CLEMSON — In her first public remarks in South Carolina since leaving the governor's office last year, United Nations Ambassador Nikki Haley offered Clemson University graduates a few concise words of wisdom: Be grateful.
"It's a great day at Clemson University, and it's a great day in South Carolina," said Haley, a 1994 Clemson alumna, adding an extra line to her signature catchphrase from her time as governor.
As is the norm for most commencement addresses, her 12-minute speech Thursday to around 750 graduates from the Colleges of Business and Education avoided political commentary and instead stuck to a broader theme of appreciation.
Former S.C. House Speaker David Wilkins, a member of Clemson's board of trustees and former ambassador to Canada, introduced Haley, saying he could tell from her earliest days in the Statehouse that she would become "a leader among leaders."

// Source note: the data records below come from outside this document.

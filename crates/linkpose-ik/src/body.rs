//! A body: one serial chain placed in the world, its joint state and the
//! resulting link poses.
//!
//! Bodies are shared through [`BodyPtr`] and mutated through `&self`; the
//! kinematic state sits behind a `RefCell` that is never borrowed while
//! the state-change signal is emitted.

use std::cell::RefCell;
use std::rc::Rc;

use nalgebra::{Isometry3, UnitQuaternion};
use tracing::debug;

use linkpose_core::{KinematicsError, Signal, Subscription};

use crate::chain::{ChainConfig, KinematicChain};

/// Shared handle to a body.
pub type BodyPtr = Rc<Body>;

/// Static description of one link.
#[derive(Debug, Clone)]
pub struct Link {
    pub name: String,
    /// Parent link index. `None` for the root link.
    pub parent: Option<usize>,
    /// Index of the joint that moves this link.
    pub joint: Option<usize>,
    /// Fixed rotation between the link frame and the frame its attitude is
    /// presented in.
    pub attitude: UnitQuaternion<f32>,
}

/// Captured joint positions and root link pose.
#[derive(Debug, Clone, PartialEq)]
pub struct BodyStateSnapshot {
    q: Vec<f32>,
    root_pose: Isometry3<f32>,
}

impl BodyStateSnapshot {
    pub fn joint_positions(&self) -> &[f32] {
        &self.q
    }

    pub fn root_pose(&self) -> &Isometry3<f32> {
        &self.root_pose
    }
}

#[derive(Debug)]
struct KinematicState {
    q: Vec<f32>,
    root_pose: Isometry3<f32>,
    /// World poses, one per link.
    link_poses: Vec<Isometry3<f32>>,
    edit_snapshot: Option<BodyStateSnapshot>,
}

/// Kinematic body built from a [`ChainConfig`].
#[derive(Debug)]
pub struct Body {
    name: String,
    chain: KinematicChain,
    links: Vec<Link>,
    ik_links: Vec<bool>,
    config: ChainConfig,
    state: RefCell<KinematicState>,
    sig_kinematic_state_changed: Signal<()>,
}

impl Body {
    /// Build a body with all joints at zero and the root at the origin.
    pub fn from_config(config: &ChainConfig) -> Result<BodyPtr, KinematicsError> {
        let chain = KinematicChain::from_config(config)?;

        let links: Vec<Link> = chain
            .link_names()
            .into_iter()
            .zip(chain.link_attitudes())
            .enumerate()
            .map(|(index, (name, attitude))| Link {
                name: name.to_owned(),
                parent: index.checked_sub(1),
                joint: (1..=chain.dof()).contains(&index).then(|| index - 1),
                attitude,
            })
            .collect();

        let mut ik_links = vec![false; links.len()];
        for name in &config.ik_links {
            let index = links
                .iter()
                .position(|l| &l.name == name)
                .ok_or_else(|| KinematicsError::UnknownLink(name.clone()))?;
            ik_links[index] = true;
        }

        let q = vec![0.0; chain.dof()];
        let link_poses = chain.link_poses(&q);
        let body = Self {
            name: config.name.clone(),
            chain,
            links,
            ik_links,
            config: config.clone(),
            state: RefCell::new(KinematicState {
                q,
                root_pose: Isometry3::identity(),
                link_poses,
                edit_snapshot: None,
            }),
            sig_kinematic_state_changed: Signal::new(),
        };
        Ok(Rc::new(body))
    }

    pub fn name(&self) -> &str {
        &self.name
    }

    pub fn chain(&self) -> &KinematicChain {
        &self.chain
    }

    /// The description the body was built from.
    pub fn config(&self) -> &ChainConfig {
        &self.config
    }

    // -- links --------------------------------------------------------------

    pub fn num_links(&self) -> usize {
        self.links.len()
    }

    pub fn links(&self) -> &[Link] {
        &self.links
    }

    pub fn link(&self, index: usize) -> Option<&Link> {
        self.links.get(index)
    }

    pub fn find_link(&self, name: &str) -> Option<usize> {
        self.links.iter().position(|l| l.name == name)
    }

    pub const fn root_link(&self) -> usize {
        0
    }

    pub const fn is_root_link(&self, index: usize) -> bool {
        index == 0
    }

    /// Whether the link carries preset IK.
    pub fn has_preset_ik(&self, index: usize) -> bool {
        self.ik_links.get(index).copied().unwrap_or(false)
    }

    /// Links in search order from `start`: the link itself, its
    /// descendants nearest first, then its ancestors nearest first.
    pub fn traverse_from(&self, start: usize) -> Vec<usize> {
        if start >= self.links.len() {
            return Vec::new();
        }
        std::iter::once(start)
            .chain(start + 1..self.links.len())
            .chain((0..start).rev())
            .collect()
    }

    /// First link with preset IK in [`traverse_from`](Self::traverse_from)
    /// order.
    pub fn find_preset_ik_link_from(&self, start: usize) -> Option<usize> {
        self.traverse_from(start)
            .into_iter()
            .find(|&index| self.has_preset_ik(index))
    }

    // -- joint state --------------------------------------------------------

    pub fn num_joints(&self) -> usize {
        self.chain.dof()
    }

    pub fn joint_positions(&self) -> Vec<f32> {
        self.state.borrow().q.clone()
    }

    pub fn joint_position(&self, index: usize) -> Option<f32> {
        self.state.borrow().q.get(index).copied()
    }

    /// Overwrite all joint positions. Link poses are not updated until
    /// [`calc_forward_kinematics`](Self::calc_forward_kinematics).
    pub fn set_joint_positions(&self, q: &[f32]) -> Result<(), KinematicsError> {
        let mut state = self.state.borrow_mut();
        if q.len() != state.q.len() {
            return Err(KinematicsError::DofMismatch {
                expected: state.q.len(),
                got: q.len(),
            });
        }
        state.q.copy_from_slice(q);
        Ok(())
    }

    /// Overwrite the leading joint positions (a joint path from the root).
    pub(crate) fn set_leading_joint_positions(&self, q: &[f32]) {
        let mut state = self.state.borrow_mut();
        let n = q.len().min(state.q.len());
        state.q[..n].copy_from_slice(&q[..n]);
    }

    pub fn root_pose(&self) -> Isometry3<f32> {
        self.state.borrow().root_pose
    }

    pub fn set_root_pose(&self, pose: Isometry3<f32>) {
        self.state.borrow_mut().root_pose = pose;
    }

    /// Recompute every link pose from the root pose and joint positions.
    pub fn calc_forward_kinematics(&self) {
        let mut state = self.state.borrow_mut();
        let root_pose = state.root_pose;
        let poses = self
            .chain
            .link_poses(&state.q)
            .into_iter()
            .map(|pose| root_pose * pose)
            .collect();
        state.link_poses = poses;
    }

    /// World pose of a link as of the last forward kinematics.
    pub fn link_pose(&self, index: usize) -> Option<Isometry3<f32>> {
        self.state.borrow().link_poses.get(index).copied()
    }

    /// Link pose with the rotation expressed in the link's attitude frame.
    pub fn link_attitude_pose(&self, index: usize) -> Option<Isometry3<f32>> {
        let link = self.links.get(index)?;
        let mut pose = self.link_pose(index)?;
        pose.rotation *= link.attitude;
        Some(pose)
    }

    /// Link rotation that presents as `attitude`.
    pub fn rotation_from_attitude(&self, index: usize, attitude: &UnitQuaternion<f32>) -> UnitQuaternion<f32> {
        match self.links.get(index) {
            Some(link) => attitude * link.attitude.inverse(),
            None => *attitude,
        }
    }

    // -- snapshots and edits ------------------------------------------------

    pub fn store_state(&self) -> BodyStateSnapshot {
        let state = self.state.borrow();
        BodyStateSnapshot {
            q: state.q.clone(),
            root_pose: state.root_pose,
        }
    }

    /// Restore joint positions and the root pose, then recompute link
    /// poses. No notification is emitted.
    pub fn restore_state(&self, snapshot: &BodyStateSnapshot) {
        {
            let mut state = self.state.borrow_mut();
            if state.q.len() == snapshot.q.len() {
                state.q.copy_from_slice(&snapshot.q);
            } else {
                debug!(body = %self.name, "snapshot does not match the body, joints left unchanged");
            }
            state.root_pose = snapshot.root_pose;
        }
        self.calc_forward_kinematics();
    }

    /// Start an edit. The current state is kept until the edit is accepted
    /// or cancelled; a nested begin keeps the outer snapshot.
    pub fn begin_kinematic_state_edit(&self) {
        let snapshot = self.store_state();
        let mut state = self.state.borrow_mut();
        if state.edit_snapshot.is_none() {
            state.edit_snapshot = Some(snapshot);
        }
    }

    pub fn is_editing(&self) -> bool {
        self.state.borrow().edit_snapshot.is_some()
    }

    /// Commit the current edit.
    pub fn accept_kinematic_state_edit(&self) {
        self.state.borrow_mut().edit_snapshot = None;
    }

    /// Roll back to the state at [`begin_kinematic_state_edit`](Self::begin_kinematic_state_edit).
    pub fn cancel_kinematic_state_edit(&self) {
        let snapshot = self.state.borrow_mut().edit_snapshot.take();
        if let Some(snapshot) = snapshot {
            self.restore_state(&snapshot);
        }
    }

    pub fn connect_kinematic_state_changed(&self, handler: impl Fn(&()) + 'static) -> Subscription {
        self.sig_kinematic_state_changed.connect(handler)
    }

    pub fn notify_kinematic_state_change(&self) {
        self.sig_kinematic_state_changed.emit(&());
    }
}

// ---------------------------------------------------------------------------
// Tests
// ---------------------------------------------------------------------------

Besides her parents, who immigrated from India, Haley said Clemson has had the most profound impact on her life. She met her husband, Michael, in her first weekend at the Upstate college and got engaged to him four years later. Now, the couple's daughter attends Clemson.
"Not only did I find a family," Haley said of her time at the university, "I also found myself."
Haley's hopeful outlook came from her parents, she said, who remained grateful for their opportunities despite difficulties as she grew up in Bamberg.
"They got their share of uncomfortable looks and even experienced episodes of outright discrimination," Haley said. "But they also watched South Carolina change and come to not just accept them, but embrace them."
The degree she earned in accounting led her to join the state's business community, which she said then led to her running for the Statehouse and eventually governor. Haley was South Carolina's first female and first minority governor when she was elected in 2010.
"Which led to me being able to raise that orange flag over the Capitol dome at the Statehouse when Clemson football won the national championship (in 2017)," Haley said to a loud ovation. "That is a memory I will cherish forever."
Now, Haley said she views her job as U.N. Ambassador as representing "the best of America to the world, paying it forward for the blessings America has given to me."
The experience, Haley said, has reinforced her appreciation for the freedoms Americans enjoy compared to some other countries around the world. She also advised graduates to "beware of social media," which she said can hinder gratitude by manufacturing a sense of envy.
Since moving to New York last year to work at the United Nations, Haley has often returned to visit friends and family in South Carolina, where she has remained a popular figure.
Nationally, a recent poll found that she is one of the most popular members of the Trump administration, despite her occasional disagreements with the Republican president.